** Records supplied follows **

//! Bucket commands.

use clap::Args;

use mantagw_core::error::AppError;
use mantagw_core::traits::gateway::BucketOperations;
use mantagw_gateway::StorageGateway;

use crate::output;

/// Arguments for `mb`
#[derive(Debug, Args)]
pub struct MakeBucketArgs {
    /// Bucket name
    pub bucket: String,
    /// Region hint, accepted for compatibility
    #[arg(short, long, default_value = "")]
    pub location: String,
}

/// Arguments for `rb`
#[derive(Debug, Args)]
pub struct RemoveBucketArgs {
    /// Bucket name
    pub bucket: String,
}

pub async fn make(gateway: &StorageGateway, args: &MakeBucketArgs) -> Result<(), AppError> {
    gateway
        .make_bucket_with_location(&args.bucket, &args.location)
        .await?;
    output::print_success(&format!("Bucket '{}' created", args.bucket));
    Ok(())
}

pub async fn remove(gateway: &StorageGateway, args: &RemoveBucketArgs) -> Result<(), AppError> {
    gateway.delete_bucket(&args.bucket).await?;
    output::print_success(&format!("Bucket '{}' removed", args.bucket));
    Ok(())
}
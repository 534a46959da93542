//! Anonymous access. Reads succeed with empty results; uploads are refused.

use async_trait::async_trait;

use mantagw_core::error::AppError;
use mantagw_core::result::AppResult;
use mantagw_core::traits::gateway::{AnonymousOperations, ObjectReader, ObjectWriter};
use mantagw_core::types::{BucketInfo, ListObjectsInfo, ListObjectsV2Info, ObjectInfo, ObjectMetadata};

use crate::gateway::StorageGateway;

#[async_trait]
impl AnonymousOperations for StorageGateway {
    async fn anon_get_bucket_info(&self, _bucket: &str) -> AppResult<BucketInfo> {
        Ok(BucketInfo::default())
    }

    async fn anon_put_object(
        &self,
        _bucket: &str,
        _object: &str,
        _size: i64,
        _data: &mut ObjectReader<'_>,
        _metadata: &ObjectMetadata,
        _sha256sum: &str,
    ) -> AppResult<ObjectInfo> {
        Err(AppError::not_implemented("Anonymous PutObject"))
    }

    async fn anon_get_object(
        &self,
        _bucket: &str,
        _object: &str,
        _start_offset: i64,
        _length: i64,
        _writer: &mut ObjectWriter<'_>,
    ) -> AppResult<()> {
        Ok(())
    }

    async fn anon_get_object_info(&self, _bucket: &str, _object: &str) -> AppResult<ObjectInfo> {
        Ok(ObjectInfo::default())
    }

    async fn anon_list_objects(
        &self,
        _bucket: &str,
        _prefix: &str,
        _marker: &str,
        _delimiter: &str,
        _max_keys: usize,
    ) -> AppResult<ListObjectsInfo> {
        Ok(ListObjectsInfo::default())
    }

    async fn anon_list_objects_v2(
        &self,
        _bucket: &str,
        _prefix: &str,
        _continuation_token: &str,
        _fetch_owner: bool,
        _delimiter: &str,
        _max_keys: usize,
    ) -> AppResult<ListObjectsV2Info> {
        Ok(ListObjectsV2Info::default())
    }
}
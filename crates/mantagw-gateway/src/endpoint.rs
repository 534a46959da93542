//! Gateway endpoint argument parsing.

use url::Url;

use mantagw_core::error::AppError;
use mantagw_core::result::AppResult;

/// Parse a gateway endpoint argument into `(host, secure)`.
///
/// An argument without a scheme is treated as `https://<arg>`. Only
/// `http` and `https` are accepted. The returned host keeps a port
/// whenever the argument spells one out, including the scheme default.
pub fn parse_gateway_endpoint(arg: &str) -> AppResult<(String, bool)> {
    let with_scheme = if arg.contains("://") {
        arg.to_string()
    } else {
        format!("https://{arg}")
    };

    let url = Url::parse(&with_scheme)
        .map_err(|e| AppError::configuration(format!("Invalid gateway endpoint '{arg}': {e}")))?;

    let secure = match url.scheme() {
        "http" => false,
        "https" => true,
        other => {
            return Err(AppError::configuration(format!(
                "Unrecognized scheme {other}"
            )));
        }
    };

    let host = url
        .host_str()
        .ok_or_else(|| AppError::configuration(format!("Gateway endpoint '{arg}' has no host")))?;

    // `Url` drops a port equal to the scheme default; keep it if written.
    let port = match url.port() {
        None if has_explicit_port(&with_scheme) => url.port_or_known_default(),
        port => port,
    };
    let host = match port {
        Some(port) => format!("{host}:{port}"),
        None => host.to_string(),
    };

    Ok((host, secure))
}

/// Whether the authority of `url` ends in `:<digits>`.
fn has_explicit_port(url: &str) -> bool {
    let rest = url.split_once("://").map_or(url, |(_, rest)| rest);
    let authority = rest.split(['/', '?', '#']).next().unwrap_or_default();
    let host_port = authority.rsplit('@').next().unwrap_or_default();
    match host_port.rsplit_once(':') {
        Some((host, port)) => {
            !port.is_empty()
                && port.bytes().all(|b| b.is_ascii_digit())
                && (!host.starts_with('[') || host.ends_with(']'))
        }
        None => false,
    }
}

/// Build the client endpoint URL for a parsed `(host, secure)` pair.
pub fn endpoint_url(host: &str, secure: bool) -> String {
    let scheme = if secure { "https" } else { "http" };
    format!("{scheme}://{host}")
}
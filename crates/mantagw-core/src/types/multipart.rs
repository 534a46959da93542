//! Multipart upload types.
//!
//! The gateway never produces meaningful values for these; they exist so
//! the multipart capability surface has concrete result types.

use chrono::{DateTime, Utc};
use serde::{Deserialize, Serialize};

/// An in-progress multipart upload.
#[derive(Debug, Clone, Default, PartialEq, Eq, Serialize, Deserialize)]
pub struct MultipartInfo {
    /// Object name.
    pub object: String,
    /// Upload identifier.
    pub upload_id: String,
    /// When the upload was initiated.
    pub initiated: Option<DateTime<Utc>>,
}

/// A page of in-progress multipart uploads.
#[derive(Debug, Clone, Default, PartialEq, Eq, Serialize, Deserialize)]
pub struct ListMultipartsInfo {
    pub key_marker: String,
    pub upload_id_marker: String,
    pub next_key_marker: String,
    pub next_upload_id_marker: String,
    pub max_uploads: usize,
    pub is_truncated: bool,
    pub uploads: Vec<MultipartInfo>,
    pub prefix: String,
    pub delimiter: String,
    pub common_prefixes: Vec<String>,
}

/// One uploaded part.
#[derive(Debug, Clone, Default, PartialEq, Eq, Serialize, Deserialize)]
pub struct PartInfo {
    /// Part number (1-based).
    pub part_number: usize,
    /// Last modification time.
    pub last_modified: Option<DateTime<Utc>>,
    /// Entity tag of the part.
    pub etag: String,
    /// Size in bytes.
    pub size: u64,
}

/// A page of uploaded parts.
#[derive(Debug, Clone, Default, PartialEq, Eq, Serialize, Deserialize)]
pub struct ListPartsInfo {
    pub bucket: String,
    pub object: String,
    pub upload_id: String,
    pub storage_class: String,
    pub part_number_marker: usize,
    pub next_part_number_marker: usize,
    pub max_parts: usize,
    pub is_truncated: bool,
    pub parts: Vec<PartInfo>,
}

/// A part reference supplied when completing an upload.
#[derive(Debug, Clone, Default, PartialEq, Eq, Serialize, Deserialize)]
pub struct CompletePart {
    /// Part number (1-based).
    pub part_number: usize,
    /// Entity tag returned when the part was uploaded.
    pub etag: String,
}
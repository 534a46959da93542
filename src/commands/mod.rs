//! CLI command definitions and dispatch.

pub mod bucket;
pub mod config;
pub mod object;

use clap::{Parser, Subcommand};

use mantagw_core::config::AppConfig;
use mantagw_core::error::AppError;
use mantagw_core::traits::gateway::GatewayLayer;
use mantagw_gateway::StorageGateway;

use crate::output::OutputFormat;

/// mantagw: object-storage operations over a Manta directory store
#[derive(Debug, Parser)]
#[command(name = "mantagw", version, about, long_about = None)]
pub struct Cli {
    /// Path to configuration file
    #[arg(short, long, default_value = "config/default.toml")]
    pub config: String,

    /// Output format
    #[arg(short, long, value_enum, default_value = "table")]
    pub format: OutputFormat,

    /// Subcommand to execute
    #[command(subcommand)]
    pub command: Commands,
}

/// Top-level commands
#[derive(Debug, Subcommand)]
pub enum Commands {
    /// Create a bucket
    Mb(bucket::MakeBucketArgs),
    /// Remove an empty bucket
    Rb(bucket::RemoveBucketArgs),
    /// List buckets, or objects in a bucket
    Ls(object::ListArgs),
    /// Show bucket or object metadata
    Stat(object::StatArgs),
    /// Upload a file as an object
    Put(object::PutArgs),
    /// Download an object
    Get(object::GetArgs),
    /// Copy an object
    Cp(object::CopyArgs),
    /// Remove an object
    Rm(object::RemoveArgs),
    /// Configuration management
    Config(config::ConfigArgs),
}

impl Cli {
    /// Execute the CLI command
    pub async fn execute(&self, config: &AppConfig) -> Result<(), AppError> {
        if let Commands::Config(args) = &self.command {
            return config::execute(args, &self.config, config, self.format);
        }

        let gateway = StorageGateway::from_config(config).await?;
        let result = match &self.command {
            Commands::Mb(args) => bucket::make(&gateway, args).await,
            Commands::Rb(args) => bucket::remove(&gateway, args).await,
            Commands::Ls(args) => object::list(&gateway, args, self.format).await,
            Commands::Stat(args) => object::stat(&gateway, args, self.format).await,
            Commands::Put(args) => object::put(&gateway, args).await,
            Commands::Get(args) => object::get(&gateway, args).await,
            Commands::Cp(args) => object::copy(&gateway, args).await,
            Commands::Rm(args) => object::remove(&gateway, args).await,
            Commands::Config(_) => Ok(()),
        };

        gateway.shutdown().await?;
        result
    }
}

#[cfg(test)]
mod tests {
    use super::*;

    #[test]
    fn test_parse_get_with_range() {
        let cli = Cli::try_parse_from([
            "mantagw", "get", "photos", "cat.jpg", "--offset", "10", "--length", "20",
        ])
        .unwrap();
        match cli.command {
            Commands::Get(args) => {
                assert_eq!(args.bucket, "photos");
                assert_eq!(args.object, "cat.jpg");
                assert_eq!(args.offset, 10);
                assert_eq!(args.length, 20);
                assert!(args.output.is_none());
            }
            other => panic!("unexpected command: {other:?}"),
        }
    }

    #[test]
    fn test_parse_global_flags() {
        let cli = Cli::try_parse_from(["mantagw", "-c", "alt.toml", "-f", "json", "ls"]).unwrap();
        assert_eq!(cli.config, "alt.toml");
        assert_eq!(cli.format, OutputFormat::Json);
        assert!(matches!(cli.command, Commands::Ls(ref args) if args.bucket.is_none()));
    }

    #[test]
    fn test_put_requires_file() {
        assert!(Cli::try_parse_from(["mantagw", "put", "b", "o"]).is_err());
    }
}
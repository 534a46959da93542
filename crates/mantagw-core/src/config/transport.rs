//! HTTP transport configuration for the remote client.

use serde::{Deserialize, Serialize};

/// Connection tuning applied to the remote HTTP client.
#[derive(Debug, Clone, Serialize, Deserialize)]
pub struct TransportConfig {
    /// TCP connect timeout in seconds.
    #[serde(default = "default_connect_timeout")]
    pub connect_timeout_seconds: u64,
    /// TCP keep-alive interval in seconds.
    #[serde(default = "default_keepalive")]
    pub tcp_keepalive_seconds: u64,
    /// How long an idle pooled connection is kept, in seconds.
    #[serde(default = "default_pool_idle_timeout")]
    pub pool_idle_timeout_seconds: u64,
    /// Maximum idle connections kept per host.
    #[serde(default = "default_pool_max_idle")]
    pub pool_max_idle_per_host: usize,
    /// Whole-request timeout in seconds. Unset means no timeout.
    #[serde(default)]
    pub request_timeout_seconds: Option<u64>,
}

impl Default for TransportConfig {
    fn default() -> Self {
        Self {
            connect_timeout_seconds: default_connect_timeout(),
            tcp_keepalive_seconds: default_keepalive(),
            pool_idle_timeout_seconds: default_pool_idle_timeout(),
            pool_max_idle_per_host: default_pool_max_idle(),
            request_timeout_seconds: None,
        }
    }
}

fn default_connect_timeout() -> u64 {
    30
}

fn default_keepalive() -> u64 {
    30
}

fn default_pool_idle_timeout() -> u64 {
    90
}

fn default_pool_max_idle() -> usize {
    100
}
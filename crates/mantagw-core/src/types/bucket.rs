//! Bucket-level types.

use chrono::{DateTime, Utc};
use serde::{Deserialize, Serialize};

/// Summary of a bucket (a directory directly under the store root).
#[derive(Debug, Clone, Default, PartialEq, Eq, Serialize, Deserialize)]
pub struct BucketInfo {
    /// Bucket name.
    pub name: String,
    /// Creation time as reported by the remote store.
    pub created: Option<DateTime<Utc>>,
}

/// Backend capacity report.
///
/// Directory stores expose no capacity figures, so every field stays zero.
#[derive(Debug, Clone, Copy, Default, PartialEq, Eq, Serialize, Deserialize)]
pub struct StorageInfo {
    /// Total capacity in bytes.
    pub total: u64,
    /// Free capacity in bytes.
    pub free: u64,
}
//! Heal operation results.

use serde::{Deserialize, Serialize};

/// Outcome of healing a single object.
#[derive(Debug, Clone, Copy, Default, PartialEq, Eq, Serialize, Deserialize)]
pub struct HealObjectResult {
    /// Number of offline disks that were healed.
    pub offline_disks_healed: usize,
    /// Number of corrupted disks that were healed.
    pub corrupted_disks_healed: usize,
}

** End of Records supplied **

● **Activity**: Scan the records for the word "photos". Copy each line where it turns up.

● **Written solution**:
            "mantagw", "get", "photos", "cat.jpg", "--offset", "10", "--length", "20",
                assert_eq!(args.bucket, "photos");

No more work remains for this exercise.